Até que um braço o segurou pela cintura diminuta e o puxou para seu lado, fosse qual fosse, pois já não sabia onde era cima, baixo, direita, esquerda. Não sentia mais a água esmagando-o; sentia o vento soprando gelado, assim como ouvia vozes desesperadas ao longe, o som das ondas e o do rio correndo. E por mais que tentasse enxergar além do braço que o puxava, não conseguia. De repente tudo ficou branco.





O robô deitou o garoto ao leito do rio, sentindo um peso ao ver seu corpo tão mole, mais parecendo um boneco de pano. Posicionou sua cabeça e seu tronco devidamente e pressionou seu peito, tentando expulsar a água que se alojara em seus pulmões. Repetiu o processo até que 57 vomitou toda a água, porém continuava desacordado. Sua respiração estava bastante lenta e fraca, e ao perceber isso a máquina sentiu um desespero inexplicável. Máquinas não têm sentimentos, é o que dizem, mas C132 podia discordar, pois o que sentia não era normal. Sim, era sua missão cuidar do menino, mas nada explicava aquele desespero todo. Então, Abriu o compartimento sob seu peito e de lá retirou uma bolsa, dentro da qual havia uma seringa de ponta fina e uma ampulheta.

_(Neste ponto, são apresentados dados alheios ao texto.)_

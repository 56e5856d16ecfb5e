use serde::ser::SerializeMap;
use serde::Serialize;

use crate::answer_key::AnswerKey;
use crate::classify::StudentAnswers;
use crate::types::SubjectName;

/// Per-subject scores in answer-key column order.
#[derive(Clone, Debug, Default, PartialEq, Eq)]
pub struct SubjectScores(Vec<(SubjectName, u32)>);

impl SubjectScores {
    pub fn new(subjects: &[SubjectName]) -> Self {
        Self(subjects.iter().map(|subject| (subject.clone(), 0)).collect())
    }

    #[cfg(test)]
    pub fn get(&self, subject: &str) -> Option<u32> {
        self.0
            .iter()
            .find(|(name, _)| name.as_str() == subject)
            .map(|(_, score)| *score)
    }

    pub fn iter(&self) -> impl Iterator<Item = &(SubjectName, u32)> {
        self.0.iter()
    }

    #[cfg(test)]
    pub fn len(&self) -> usize {
        self.0.len()
    }

    fn increment(&mut self, subject: &SubjectName) {
        if let Some((_, score)) = self.0.iter_mut().find(|(name, _)| name == subject) {
            *score += 1;
        }
    }
}

impl Serialize for SubjectScores {
    fn serialize<S>(&self, serializer: S) -> Result<S::Ok, S::Error>
    where
        S: serde::Serializer,
    {
        let mut map = serializer.serialize_map(Some(self.0.len()))?;
        for (subject, score) in &self.0 {
            map.serialize_entry(subject, score)?;
        }
        map.end()
    }
}

#[derive(Clone, Debug, PartialEq, Eq, Serialize)]
#[serde(rename_all = "camelCase")]
pub struct ScoreResult {
    pub student_name: String,
    pub set_name: String,
    pub total_score: u32,
    pub subject_scores: SubjectScores,
}

/// Compares detected answers against the key. Every subject starts at zero and
/// stays in the result even if nothing in it was answered correctly.
pub fn score_answers(
    student_name: &str,
    set_name: &str,
    key: &AnswerKey,
    subjects: &[SubjectName],
    answers: &StudentAnswers,
) -> ScoreResult {
    let mut total_score = 0;
    let mut subject_scores = SubjectScores::new(subjects);

    for (question, entry) in key {
        let Some(answer) = answers.get(question) else {
            continue;
        };
        if entry.accepts(*answer) {
            total_score += 1;
            subject_scores.increment(&entry.subject);
        }
    }

    ScoreResult {
        student_name: student_name.to_string(),
        set_name: set_name.to_string(),
        total_score,
        subject_scores,
    }
}

#[cfg(test)]
mod test {
    use super::*;
    use crate::answer_key::AnswerKeyEntry;
    use crate::types::OptionLetter;

    fn subject(name: &str) -> SubjectName {
        SubjectName::from(name.to_string())
    }

    fn math_key() -> AnswerKey {
        [(1, "A"), (2, "B,C")]
            .into_iter()
            .map(|(question, answer)| {
                (
                    question,
                    AnswerKeyEntry {
                        question,
                        answer: answer.to_string(),
                        subject: subject("Math"),
                    },
                )
            })
            .collect()
    }

    fn answers(pairs: &[(u32, char)]) -> StudentAnswers {
        pairs
            .iter()
            .map(|(q, c)| (*q, OptionLetter::from_index((*c as u8 - b'A') as usize)))
            .collect()
    }

    #[test]
    fn test_all_correct_with_multiple_accepted_letters() {
        let result = score_answers(
            "Ada",
            "Set A",
            &math_key(),
            &[subject("Math")],
            &answers(&[(1, 'A'), (2, 'C')]),
        );
        assert_eq!(result.total_score, 2);
        assert_eq!(result.subject_scores.get("Math"), Some(2));
    }

    #[test]
    fn test_wrong_and_unanswered() {
        let result = score_answers(
            "Ada",
            "Set A",
            &math_key(),
            &[subject("Math")],
            &answers(&[(1, 'B')]),
        );
        assert_eq!(result.total_score, 0);
        assert_eq!(result.subject_scores.get("Math"), Some(0));
    }

    #[test]
    fn test_subjects_without_answers_are_reported() {
        let result = score_answers(
            "Ada",
            "Set A",
            &math_key(),
            &[subject("Math"), subject("Art")],
            &StudentAnswers::new(),
        );
        assert_eq!(result.total_score, 0);
        assert_eq!(result.subject_scores.len(), 2);
        assert_eq!(result.subject_scores.get("Art"), Some(0));
        assert_eq!(result.subject_scores.get("History"), None);
    }

    #[test]
    fn test_answers_without_key_entries_are_ignored() {
        let result = score_answers(
            "Ada",
            "Set A",
            &math_key(),
            &[subject("Math")],
            &answers(&[(1, 'A'), (3, 'A'), (4, 'D')]),
        );
        assert_eq!(result.total_score, 1);
    }

    #[test]
    fn test_subject_score_never_exceeds_entry_count() {
        let key = math_key();
        let all = answers(&[(1, 'A'), (2, 'B')]);
        let result = score_answers("Ada", "Set A", &key, &[subject("Math")], &all);
        let math_entries = key.values().filter(|e| e.subject.as_str() == "Math").count() as u32;
        assert!(result.subject_scores.get("Math").unwrap() <= math_entries);
    }

    #[test]
    fn test_result_serializes_in_subject_order() {
        let result = score_answers(
            "Ada",
            "Set A",
            &math_key(),
            &[subject("Physics"), subject("Math")],
            &answers(&[(1, 'A')]),
        );
        let json = serde_json::to_string(&result).unwrap();
        assert_eq!(
            json,
            r#"{"studentName":"Ada","setName":"Set A","totalScore":1,"subjectScores":{"Physics":0,"Math":1}}"#
        );
    }
}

Extraiu o líquido translúcido do frasco para o instrumento e parou, olhando mais uma vez para 57.
         
Sua memória foi invadida por visões do menino, desde que ele lhe foi entregue até agora. E seu sorriso, de todas as lembranças, era a que mais pulsava. Após ver o caos que se instalou no complexo quando se deu a evacuação, achou que o mundo estivesse acabando e que não havia esperança para os humanos, até que viu pela primeira vez 57. E antes desse incidente, quando vislumbrou seu sorriso, sentiu essa mesma sensação. Curioso. Um robô devaneando sobre sentimentos.
         
C132, então, pegou cuidadosamente o braço do jovem e inseriu a agulha em uma veia aparente, soltando a substância lá dentro. Luz pairava sobre eles, pacífico. O robô retirou a agulha e cobriu o furinho com um pedaço de algodão, segurando o menino pelos ombros, olhando para seu rosto desfalecido. E eles esperaram. E esperaram. E esperaram.